Cricket: Ireland chief encouraged by ICC decision
Cricket Ireland have welcomed International Cricket Council president Sharad Pawar's decision to reopen the debate about the structure of the 2015 World Cup but remain aware that the argument is a long way from won.
After their inspiring efforts in the sub-continent this year, Ireland were perceived as the main victim of the ICC executive board's ruling that the competition would be reduced from 14 teams to 10 in four years' time - with only full member nations invited to take part.
Opposition to that decision emerged immediately, with representatives from the likes of Ireland, Holland, Canada and Kenya joined by cricket fans from across the globe in questioning plans to dispense with any World Cup qualification until 2019.

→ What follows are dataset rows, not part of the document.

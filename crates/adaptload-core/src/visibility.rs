//! Visibility tracking over a host viewport-intersection primitive.
//!
//! A [`VisibilityTracker`] holds two observations of one target:
//!
//! - the *main* observation at the tier's visibility margin, which drives
//!   `is_in_view` and `intersection_ratio`;
//! - the *boundary* observation at the larger preload margin, which fires
//!   [`VisibilityUpdate::PreloadBoundaryReached`] once and then disconnects.
//!
//! When the host has no observer, or the observer refuses the target, the
//! tracker fails open: it reports the target as in view immediately.

use serde::{Deserialize, Serialize};
use tracing::{debug, warn};

use crate::error::ObserverError;
use crate::signal::HostSignal;
use crate::strategy::LoadingDecision;

/// Host-assigned handle for one observation.
#[derive(Debug, Clone, Copy, PartialEq, Eq, Hash, Serialize, Deserialize)]
pub struct ObservationId(pub u64);

/// Options passed to the host observer.
#[derive(Debug, Clone, Copy, PartialEq, Serialize, Deserialize)]
pub struct ObserveOptions {
    pub root_margin_px: u32,
    pub threshold: f32,
}

/// One intersection callback from the host.
#[derive(Debug, Clone, Copy, PartialEq, Serialize, Deserialize)]
pub struct IntersectionEntry {
    pub is_intersecting: bool,
    pub intersection_ratio: f32,
}

impl IntersectionEntry {
    pub fn new(is_intersecting: bool, intersection_ratio: f32) -> Self {
        Self {
            is_intersecting,
            intersection_ratio,
        }
    }
}

/// Host viewport-intersection primitive.
pub trait ViewportObserver {
    fn observe(&mut self, target: &str, options: ObserveOptions) -> Result<ObservationId, ObserverError>;

    fn disconnect(&mut self, observation: ObservationId);
}

impl<O: ViewportObserver + ?Sized> ViewportObserver for Box<O> {
    fn observe(&mut self, target: &str, options: ObserveOptions) -> Result<ObservationId, ObserverError> {
        (**self).observe(target, options)
    }

    fn disconnect(&mut self, observation: ObservationId) {
        (**self).disconnect(observation)
    }
}

/// Margins a tracker observes with.
#[derive(Debug, Clone, Copy, PartialEq, Serialize, Deserialize)]
pub struct TrackerOptions {
    pub margin_px: u32,
    pub threshold: f32,
    pub preload_distance_px: u32,
}

impl TrackerOptions {
    fn main(&self) -> ObserveOptions {
        ObserveOptions {
            root_margin_px: self.margin_px,
            threshold: self.threshold,
        }
    }

    fn boundary(&self) -> ObserveOptions {
        ObserveOptions {
            root_margin_px: self.preload_distance_px.max(self.margin_px.saturating_add(1)),
            threshold: 0.0,
        }
    }
}

impl From<&LoadingDecision> for TrackerOptions {
    fn from(decision: &LoadingDecision) -> Self {
        Self {
            margin_px: decision.visibility_margin_px,
            threshold: decision.visibility_threshold,
            preload_distance_px: decision.preload_distance_px,
        }
    }
}

/// Current main-observation state.
#[derive(Debug, Clone, Copy, PartialEq, Default, Serialize, Deserialize)]
pub struct VisibilityState {
    pub is_in_view: bool,
    pub intersection_ratio: f32,
}

impl VisibilityState {
    fn fully_visible() -> Self {
        Self {
            is_in_view: true,
            intersection_ratio: 1.0,
        }
    }
}

#[derive(Debug, Clone, Copy, PartialEq, Serialize, Deserialize)]
#[serde(tag = "type", rename_all = "snake_case")]
pub enum VisibilityUpdate {
    Changed(VisibilityState),
    PreloadBoundaryReached,
}

#[derive(Debug, Clone)]
pub struct VisibilityTracker {
    target: Option<String>,
    options: TrackerOptions,
    main: Option<ObservationId>,
    boundary: Option<ObservationId>,
    state: VisibilityState,
    reached_preload_boundary: bool,
    fail_open: bool,
}

impl VisibilityTracker {
    pub fn new(options: TrackerOptions) -> Self {
        Self {
            target: None,
            options,
            main: None,
            boundary: None,
            state: VisibilityState::default(),
            reached_preload_boundary: false,
            fail_open: false,
        }
    }

    // ── Queries ──────────────────────────────────────────────────────

    pub fn state(&self) -> VisibilityState {
        self.state
    }

    pub fn is_in_view(&self) -> bool {
        self.state.is_in_view
    }

    pub fn intersection_ratio(&self) -> f32 {
        self.state.intersection_ratio
    }

    pub fn reached_preload_boundary(&self) -> bool {
        self.reached_preload_boundary
    }

    pub fn target(&self) -> Option<&str> {
        self.target.as_deref()
    }

    pub fn options(&self) -> TrackerOptions {
        self.options
    }

    /// Whether the tracker gave up on the host observer and reports eager.
    pub fn is_fail_open(&self) -> bool {
        self.fail_open
    }

    /// Live observations, for routing host callbacks.
    pub fn observations(&self) -> impl Iterator<Item = ObservationId> + '_ {
        self.main.iter().chain(self.boundary.iter()).copied()
    }

    // ── Lifecycle ────────────────────────────────────────────────────

    /// Start observing `target`. Any previous target is detached first.
    pub fn attach<O: ViewportObserver + ?Sized>(
        &mut self,
        mut observer: HostSignal<&mut O>,
        target: impl Into<String>,
    ) -> Vec<VisibilityUpdate> {
        self.detach(observer.reborrow());
        let target = target.into();
        self.state = VisibilityState::default();
        self.reached_preload_boundary = false;
        self.fail_open = false;

        let result = match observer {
            HostSignal::Available(obs) => self.observe_all(obs, &target),
            HostSignal::Unavailable => Err(ObserverError("no viewport observer".into())),
        };
        self.target = Some(target);

        match result {
            Ok(()) => Vec::new(),
            Err(err) => self.open(err),
        }
    }

    /// Tear down both observations synchronously. A tracker with no target
    /// ignores this.
    pub fn detach<O: ViewportObserver + ?Sized>(&mut self, observer: HostSignal<&mut O>) {
        if self.target.take().is_none() {
            return;
        }
        let main = self.main.take();
        let boundary = self.boundary.take();
        if let HostSignal::Available(obs) = observer {
            for id in main.into_iter().chain(boundary) {
                obs.disconnect(id);
            }
        }
    }

    /// Reset the one-shot boundary signal and observe the boundary again.
    pub fn rearm<O: ViewportObserver + ?Sized>(&mut self, observer: HostSignal<&mut O>) -> Vec<VisibilityUpdate> {
        let Some(target) = self.target.clone() else {
            return Vec::new();
        };
        self.reached_preload_boundary = false;
        if self.fail_open {
            self.reached_preload_boundary = true;
            return vec![VisibilityUpdate::PreloadBoundaryReached];
        }

        let HostSignal::Available(obs) = observer else {
            return self.open(ObserverError("no viewport observer".into()));
        };
        if let Some(id) = self.boundary.take() {
            obs.disconnect(id);
        }
        match obs.observe(&target, self.options.boundary()) {
            Ok(id) => {
                self.boundary = Some(id);
                Vec::new()
            }
            Err(err) => self.open(err),
        }
    }

    /// Apply new margins. Live observations are replaced when they change.
    pub fn reconfigure<O: ViewportObserver + ?Sized>(
        &mut self,
        observer: HostSignal<&mut O>,
        options: TrackerOptions,
    ) -> Vec<VisibilityUpdate> {
        if options == self.options {
            return Vec::new();
        }
        self.options = options;
        let Some(target) = self.target.clone() else {
            return Vec::new();
        };
        if self.fail_open {
            return Vec::new();
        }
        let HostSignal::Available(obs) = observer else {
            return self.open(ObserverError("no viewport observer".into()));
        };

        if let Some(id) = self.main.take() {
            obs.disconnect(id);
        }
        let boundary_pending = match self.boundary.take() {
            Some(id) => {
                obs.disconnect(id);
                true
            }
            None => false,
        };

        let result = obs.observe(&target, options.main()).and_then(|main| {
            self.main = Some(main);
            if boundary_pending {
                self.boundary = Some(obs.observe(&target, options.boundary())?);
            }
            Ok(())
        });
        match result {
            Ok(()) => Vec::new(),
            Err(err) => self.open(err),
        }
    }

    /// Route one host callback. Entries for observations this tracker does
    /// not own (or no longer owns) are ignored.
    pub fn handle_entry<O: ViewportObserver + ?Sized>(
        &mut self,
        observer: HostSignal<&mut O>,
        observation: ObservationId,
        entry: IntersectionEntry,
    ) -> Option<VisibilityUpdate> {
        if self.target.is_none() {
            return None;
        }

        if self.main == Some(observation) {
            let ratio = if entry.intersection_ratio.is_finite() {
                entry.intersection_ratio.clamp(0.0, 1.0)
            } else {
                0.0
            };
            let next = VisibilityState {
                is_in_view: entry.is_intersecting,
                intersection_ratio: ratio,
            };
            if next == self.state {
                return None;
            }
            self.state = next;
            return Some(VisibilityUpdate::Changed(next));
        }

        if self.boundary == Some(observation) {
            if !entry.is_intersecting || self.reached_preload_boundary {
                return None;
            }
            self.reached_preload_boundary = true;
            if let (Some(id), HostSignal::Available(obs)) = (self.boundary.take(), observer) {
                obs.disconnect(id);
            }
            return Some(VisibilityUpdate::PreloadBoundaryReached);
        }

        None
    }

    fn observe_all<O: ViewportObserver + ?Sized>(&mut self, obs: &mut O, target: &str) -> Result<(), ObserverError> {
        let main = obs.observe(target, self.options.main())?;
        self.main = Some(main);
        match obs.observe(target, self.options.boundary()) {
            Ok(boundary) => {
                self.boundary = Some(boundary);
                Ok(())
            }
            Err(err) => {
                obs.disconnect(main);
                self.main = None;
                Err(err)
            }
        }
    }

    fn open(&mut self, err: ObserverError) -> Vec<VisibilityUpdate> {
        warn!(target = ?self.target, error = %err, "visibility unavailable; treating target as in view");
        self.main = None;
        self.boundary = None;
        self.fail_open = true;

        let mut updates = Vec::new();
        if self.state != VisibilityState::fully_visible() {
            self.state = VisibilityState::fully_visible();
            updates.push(VisibilityUpdate::Changed(self.state));
        }
        if !self.reached_preload_boundary {
            self.reached_preload_boundary = true;
            updates.push(VisibilityUpdate::PreloadBoundaryReached);
        }
        debug!(updates = updates.len(), "fail-open updates");
        updates
    }
}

Having made their protests to Pawar over the weekend, as well as submitting a detailed document arguing their case, the non-Test playing nations have been buoyed by news that the president has requested the ICC executive board reconsider their plans for the tournament.

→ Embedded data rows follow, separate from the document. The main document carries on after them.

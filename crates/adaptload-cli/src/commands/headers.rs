use adaptload_core::cache::{self, headers_for_path};
use adaptload_core::Config;
use clap::Args;
use serde_json::json;

#[derive(Args)]
pub struct HeadersArgs {
    /// Request path (e.g. "/fonts/geist.woff2")
    path: String,
    /// Print JSON instead of text
    #[arg(long)]
    json: bool,
}

pub fn run(args: HeadersArgs) -> Result<(), Box<dyn std::error::Error>> {
    let config = Config::load_or_default();
    let (class, headers) = headers_for_path(&args.path, &config.cache.cdn_mirror_headers);

    if args.json {
        let out = json!({
            "path": args.path,
            "class": class,
            "strategy": cache::assign(class),
            "headers": headers,
        });
        println!("{}", serde_json::to_string_pretty(&out)?);
        return Ok(());
    }

    println!("class: {}", class.as_str());
    for (name, value) in &headers {
        println!("{name}: {value}");
    }
    Ok(())
}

Cricket Ireland chief executive Warren Deutrom, who has been central to negotiations, is pleased by the developments but remains aware that the ICC officials charged with making the decision are the same as last time.
"It is encouraging that the president has reopened this issue but there is still a way to go. This is a positive step but we're cautious about it because it is the same 10 people having the same debate about the same issues," he told Press Association Sport.
"We (the 95 associate and affiliate members) have asked to assist in that process and requested for our elected representatives to meet the ICC president and/or the vice-president to put our case, so that they can see the strength of our resolve on this matter.
"There is a long way to go and it is down to how much momentum can be kept up, either through the media or through the public, who have been strong and unanimous in their views."
Deutrom said the associate and affiliate nations have been pleased by the support in the wider cricketing community but condemned the executive board members for misjudging that mood in their initial decision.
"The depth of reaction has demonstrated that they neglected to consider their duty to the sport as a whole," he said.
"It's a shame that it takes global condemnation and a damaged reputation to revisit the decision but the board clearly did not exercise its responsibility to the vast majority of the cricketing public."
Like Ireland, Holland acquitted themselves well at times in the recent World Cup and Richard Cox, chief executive of the Netherlands Cricket Board, was one of those involved in making the case to the ICC.
He told Press Association Sport: "We have been working feverishly behind the scenes to ascertain the status of the decision that was made.
"We believe it is a decision which can be challenged and by doing so through our representatives on the ICC board we have made representations, the outcome being that they are now prepared to look again at it."
Asked whether the associate nations had requested a preferred format as part of their discussions with the ICC, Cox said: "We don't think it is our responsibility or our right to ask for 10 teams or 12 teams; what we are fundamentally agreed on is that the process of having a qualifying procedure is fundamentally appropriate for an organisation that represents 105 member countries.''
Announcing his intention to put the World Cup format back to the board for evaluation, Pawar said: "I have given this matter further serious thought and will request the board to consider this topic once more.
"I can understand the views of the associates and affiliates and ICC will seek to deal with this issue in the best way possible."